Com um ano cheio de filmes mediócres em suas estreias, com problemas de roteiro, edição ou tudo isso e mais um pouco, finalmente surgiu uma obra realmente boa do começo ao fim.

Doutor Estranho do diretor Scott Derrickson e estrelado por ninguém menos que Benedict Cumberbatch, o melhor Sherlock Holmes que você respeita, conta a história do neurocirurgião Stephen Strange que sofre um acidente de carro inutilizando suas mãos e como consequência, sua carreira é destruída junto com seu espirito (e também ego, arrogância e egoismo). Dê um Doutor renomado, rico e poderoso para um homem a beira da morte e das incertezas da vida.

Mas é a Marvel. A produtora de filmes com porradas fofas, em um universo em que a morte e seu significado é ignorado. Afinal de contas, quantas pessoas devem ter morrido no ataque de Nova Iorque no primeiro filme dos Vingadores? Foi aonde Batman vs Superman acertou: Mostrar as consequências das ações dos heróis; E também a Netflix, que com suas séries conseguem explorar muito bem esse lado humano da coisa. Não é atoa que Doutor Estranho é uma espécie de quebra de padrão dos filmes de heróis da Marvel, pois busca dar sentido a morte e mostrar que ela é inevitável, até mesmo para queles que buscam a imortalidade, pois, sempre existirá um fim.

O filme não é uma obra obscura do começo ao fim com personagens tentando matar seus demônios ou conviver com eles, quer dizer, é um filme da Marvel e com ele diversas piadas para quebrar o gelo – A pior piada possível foi a conversa dele com o Wung (Benedict Wong), sério, eles precisam ser mais criativos. Sendo que a única piada que eu realmente dei risada foi quando o Doutor cria um portal no hospital e deixa a Christine (Rachel McAdams) sozinha no quarto de vassouras do hospital e ela se assusta com a queda de uma após a partida do Stephen.

Falando em hospitais, a Marvel parece estar tentando assimilar o hospital como polo dramático do filme, assim como a Netflix faz,  afinal de contas, não é todo dia em que monges Tibetanos e super poderosos entram sangrando no Hospital e isso é bem entediante -se bem que nessa cena, vemos a jornada do herói, o mestre deixa o herói para que ele salve o mundo.

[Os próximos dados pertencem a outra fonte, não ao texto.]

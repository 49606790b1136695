//! Document information dictionary and PDF dates

use std::collections::BTreeMap;
use std::fmt;

use chrono::{DateTime, Datelike, FixedOffset, NaiveDate, Timelike};

use crate::error::{PdfError, Result};
use crate::objects::{Dictionary, Object};

/// Entries of the `/Info` dictionary that can be set.
#[derive(Debug, Clone, Copy, PartialEq, Eq, PartialOrd, Ord, Hash)]
pub enum InfoType {
    CreationDate,
    ModDate,
    Author,
    Creator,
    Title,
    Subject,
    Keywords,
}

impl InfoType {
    pub const ALL: [InfoType; 7] = [
        InfoType::CreationDate,
        InfoType::ModDate,
        InfoType::Author,
        InfoType::Creator,
        InfoType::Title,
        InfoType::Subject,
        InfoType::Keywords,
    ];

    pub fn key(self) -> &'static str {
        match self {
            InfoType::CreationDate => "CreationDate",
            InfoType::ModDate => "ModDate",
            InfoType::Author => "Author",
            InfoType::Creator => "Creator",
            InfoType::Title => "Title",
            InfoType::Subject => "Subject",
            InfoType::Keywords => "Keywords",
        }
    }

    pub fn is_date(self) -> bool {
        matches!(self, InfoType::CreationDate | InfoType::ModDate)
    }
}

/// Relationship of a [`PdfDate`] to universal time.
#[derive(Debug, Clone, Copy, PartialEq, Eq)]
pub enum UtcOffset {
    /// `Z`
    Utc,
    /// `+HH'mm'`
    Ahead { hours: u32, minutes: u32 },
    /// `-HH'mm'`
    Behind { hours: u32, minutes: u32 },
}

/// Calendar date and time as written in `/CreationDate` and `/ModDate`.
#[derive(Debug, Clone, Copy, PartialEq, Eq)]
pub struct PdfDate {
    pub year: i32,
    pub month: u32,
    pub day: u32,
    pub hour: u32,
    pub minutes: u32,
    pub seconds: u32,
    /// `None` writes no time zone information.
    pub offset: Option<UtcOffset>,
}

impl PdfDate {
    pub fn new(year: i32, month: u32, day: u32, hour: u32, minutes: u32, seconds: u32) -> Self {
        Self {
            year,
            month,
            day,
            hour,
            minutes,
            seconds,
            offset: None,
        }
    }

    pub fn with_offset(mut self, offset: UtcOffset) -> Self {
        self.offset = Some(offset);
        self
    }

    pub fn validate(&self) -> Result<()> {
        let invalid = |what: &str| Err(PdfError::InvalidDateTime(format!("{what} in {self:?}")));

        if !(0..=9999).contains(&self.year) {
            return invalid("year");
        }
        if NaiveDate::from_ymd_opt(self.year, self.month, self.day).is_none() {
            return invalid("calendar date");
        }
        if self.hour > 23 || self.minutes > 59 || self.seconds > 59 {
            return invalid("time of day");
        }
        match self.offset {
            Some(UtcOffset::Ahead { hours, minutes }) | Some(UtcOffset::Behind { hours, minutes })
                if hours > 23 || minutes > 59 =>
            {
                invalid("time zone offset")
            }
            _ => Ok(()),
        }
    }
}

impl fmt::Display for PdfDate {
    fn fmt(&self, f: &mut fmt::Formatter<'_>) -> fmt::Result {
        write!(
            f,
            "D:{:04}{:02}{:02}{:02}{:02}{:02}",
            self.year, self.month, self.day, self.hour, self.minutes, self.seconds
        )?;
        match self.offset {
            None => Ok(()),
            Some(UtcOffset::Utc) => f.write_str("Z"),
            Some(UtcOffset::Ahead { hours, minutes }) => write!(f, "+{hours:02}'{minutes:02}'"),
            Some(UtcOffset::Behind { hours, minutes }) => write!(f, "-{hours:02}'{minutes:02}'"),
        }
    }
}

impl From<DateTime<FixedOffset>> for PdfDate {
    fn from(value: DateTime<FixedOffset>) -> Self {
        let seconds = value.offset().local_minus_utc();
        let magnitude = seconds.unsigned_abs();
        let (hours, minutes) = (magnitude / 3600, (magnitude % 3600) / 60);
        let offset = match seconds {
            0 => UtcOffset::Utc,
            s if s > 0 => UtcOffset::Ahead { hours, minutes },
            _ => UtcOffset::Behind { hours, minutes },
        };
        PdfDate {
            year: value.year(),
            month: value.month(),
            day: value.day(),
            hour: value.hour(),
            minutes: value.minute(),
            seconds: value.second(),
            offset: Some(offset),
        }
    }
}

/// Values of the `/Info` dictionary, dates stored already formatted.
#[derive(Debug, Clone, Default, PartialEq)]
pub(crate) struct DocumentInfo {
    values: BTreeMap<InfoType, String>,
}

impl DocumentInfo {
    pub fn set(&mut self, kind: InfoType, value: &str) -> Result<()> {
        if kind.is_date() {
            return Err(PdfError::InvalidParameter(format!(
                "{} takes a date value",
                kind.key()
            )));
        }
        self.values.insert(kind, value.to_string());
        Ok(())
    }

    pub fn set_date(&mut self, kind: InfoType, date: PdfDate) -> Result<()> {
        if !kind.is_date() {
            return Err(PdfError::InvalidParameter(format!(
                "{} takes a string value",
                kind.key()
            )));
        }
        date.validate()?;
        self.values.insert(kind, date.to_string());
        Ok(())
    }

    pub fn get(&self, kind: InfoType) -> Option<&str> {
        self.values.get(&kind).map(String::as_str)
    }

    /// `/Info` with the producer always present.
    pub fn to_dict(&self, producer: &str) -> Dictionary {
        let mut dict = Dictionary::new();
        dict.set("Producer", text_string(producer));
        for (kind, value) in &self.values {
            dict.set(kind.key(), text_string(value));
        }
        dict
    }

    /// Input to the file identifier: the info values in a fixed order.
    pub fn digest_input(&self, producer: &str) -> Vec<u8> {
        let mut data = producer.as_bytes().to_vec();
        for value in self.values.values() {
            data.extend_from_slice(value.as_bytes());
        }
        data
    }
}

/// ASCII verbatim, anything else as UTF-16BE with a byte order mark.
fn text_string(value: &str) -> Object {
    if value.is_ascii() {
        return Object::String(value.as_bytes().to_vec());
    }
    let mut bytes = vec![0xFE, 0xFF];
    for unit in value.encode_utf16() {
        bytes.extend_from_slice(&unit.to_be_bytes());
    }
    Object::String(bytes)
}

A batalha final, e como ela termina, é uma coisa que foge totalmente do padrão estabelecido até então: Bater no vilão até ele desmaiar. Óbvio, existe a luta contra o Kaecilius (Mads Mikkelsen), que quer destruir uma espécie de escudo que protege o mundo de criaturas de outras dimensões em, mas não é a real luta final, o último desafio. O Doutor nem sequer derrota Kaecilius, ele vai direto barganhar com Dormammu, a entidade que consome planetas para leva-los a sua dimensão em que o tempo não existe, e é nessa barganha que vem a melhor cena do filme (não a melhor cena visual) em que o doutor leva o tempo para essa dimensão e tenta um acordo com o Demônio.

Apesar do filme ter toda essa carga dramática e melancólica sobre o sentido da vida, a inviolável lei do tempo e a grande quantidade de piadas para quebrar esse clima obscuro, Doutor Estranho consegue amarrar muito bem a história não deixando nenhuma ponta solta ou ações dos personagens sem explicação. Com visuais ABSURDOS, trilhas sonora com toques de Rock Progressivo e muita pancadaria com armas mágicas, temos pela primeira vez, um filme realmente bom da Marvel.

Doutor Estranho tem visuais nunca antes visto na história do cinema, quiçá dos jogos, e o 3D é parte fundamental para assistir e se deliciar com as belas distorções da matéria ao redor. É uma mistura de Inception, Cogumelos e Heróis. Se vale a pena assistir? Eu diria que sim.